Nearly half of these residents (49.25 per cent) are aged 50+. This is due to the early focus of the vaccine roll-out on frontline health and social care, many of which are below the age of 50.
The rift that is forming between the unvaccinated and those who now have total protection has been created due to a lack of jab supplies.
For the past two months the vaccination roll-out has largely, and almost entirely throughout April, focussed on second dose appointments.
In the past week of Derbyshire jabs this has seen three quarters (76.62 per cent) of all vaccines given to people receiving their second doses, a total of 31,936 out of the 41,683 administered.
Towards the end of April, Dr Robyn Dewis, public health director at Derby City Council, said that the unvaccinated population may trigger a further wave of Covid-19.
That is because the population who are unvaccinated are the group most likely to be working outside of their homes and unable to work from home, and to be the most likely to be out socialising.

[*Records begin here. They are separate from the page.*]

//! Contract tests for to_sequence and normalize_to_sequence

use core_types::{HostCollection, JsObject, JsResult, ObjectKind, Value};
use std::cell::RefCell;
use std::rc::Rc;
use type_checks::*;

/// A minimal live node list: reads always see the current children.
#[derive(Debug, Default)]
struct NodeList {
    children: RefCell<Vec<Value>>,
}

impl HostCollection for NodeList {
    fn class_name(&self) -> &str {
        "NodeList"
    }

    fn length(&self) -> usize {
        self.children.borrow().len()
    }

    fn item(&self, index: usize) -> JsResult<Value> {
        Ok(self.children.borrow().get(index).cloned().unwrap_or(Value::Null))
    }
}

fn len(array: &Value) -> usize {
    match &*array.as_object().unwrap().kind() {
        ObjectKind::Array(elements) => elements.len(),
        _ => panic!("expected an array"),
    }
}

fn at(array: &Value, index: usize) -> Value {
    match &*array.as_object().unwrap().kind() {
        ObjectKind::Array(elements) => elements[index].clone(),
        _ => panic!("expected an array"),
    }
}

#[test]
fn contract_nullish_yields_empty() {
    assert_eq!(len(&to_sequence(&Value::Null).unwrap()), 0);
    assert_eq!(len(&to_sequence(&Value::Undefined).unwrap()), 0);
}

#[test]
fn contract_node_list_to_array() {
    let list = Rc::new(NodeList::default());
    list.children
        .borrow_mut()
        .extend([Value::object(), Value::object(), Value::object()]);
    let source = Value::from(JsObject::host(list.clone()));

    let arr = to_sequence(&source).unwrap();

    assert_eq!(len(&arr), 3);
    assert_eq!(at(&arr, 0), list.item(0).unwrap());
    assert!(is_array(&arr));
    assert!(!is_array(&source));
}

#[test]
fn contract_snapshot_ignores_later_mutation() {
    let list = Rc::new(NodeList::default());
    list.children.borrow_mut().push(Value::object());
    let arr = to_sequence(&Value::from(JsObject::host(list.clone()))).unwrap();

    list.children.borrow_mut().clear();

    assert_eq!(len(&arr), 1);
    assert_eq!(list.length(), 0);
}

#[test]
fn contract_empty_sources() {
    assert_eq!(len(&to_sequence(&Value::array(vec![])).unwrap()), 0);
    let empty_list = Value::from(JsObject::host(Rc::new(NodeList::default())));
    assert_eq!(len(&to_sequence(&empty_list).unwrap()), 0);
}

#[test]
fn contract_normalize_is_identity_on_arrays() {
    let arr = Value::array(vec![Value::Smi(1), Value::Smi(2)]);
    let normalized = normalize_to_sequence(arr.clone());
    assert_eq!(normalized, arr);
    assert_eq!(normalize_to_sequence(normalized.clone()), arr);
}

#[test]
fn contract_normalize_wraps_single_values() {
    for value in [Value::Null, Value::Smi(1), Value::object()] {
        let wrapped = normalize_to_sequence(value.clone());
        assert!(is_array(&wrapped));
        assert_eq!(len(&wrapped), 1);
        assert_eq!(at(&wrapped, 0), value);
    }
}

A speedy vaccination process, she said, could delay and reduce the peak of a further wave – meaning fewer infections and deaths.
England is pressing ahead with plans, Boris Johnson is due to announce, to proceed with the next step of Covid-19 restriction easing.
From May 17, people will be allowed to meet indoors, in groups of up to six people or two households.
Meanwhile, pubs, cafes and restaurants will be allowed to cater for customers indoors.
A Department for Health and Social Care spokesperson said: “Our vaccination programme continues to make phenomenal progress – with over 48 million vaccines administered so far.
“There are no shortages of first doses in the UK and the vaccination programme remains on track, with all adults due to be offered their first dose by the end of July.”
The department also said it had “always been clear” that supply of vaccines would fluctuate and that it remains in constant contact with manufacturers to understand and manage supply issues.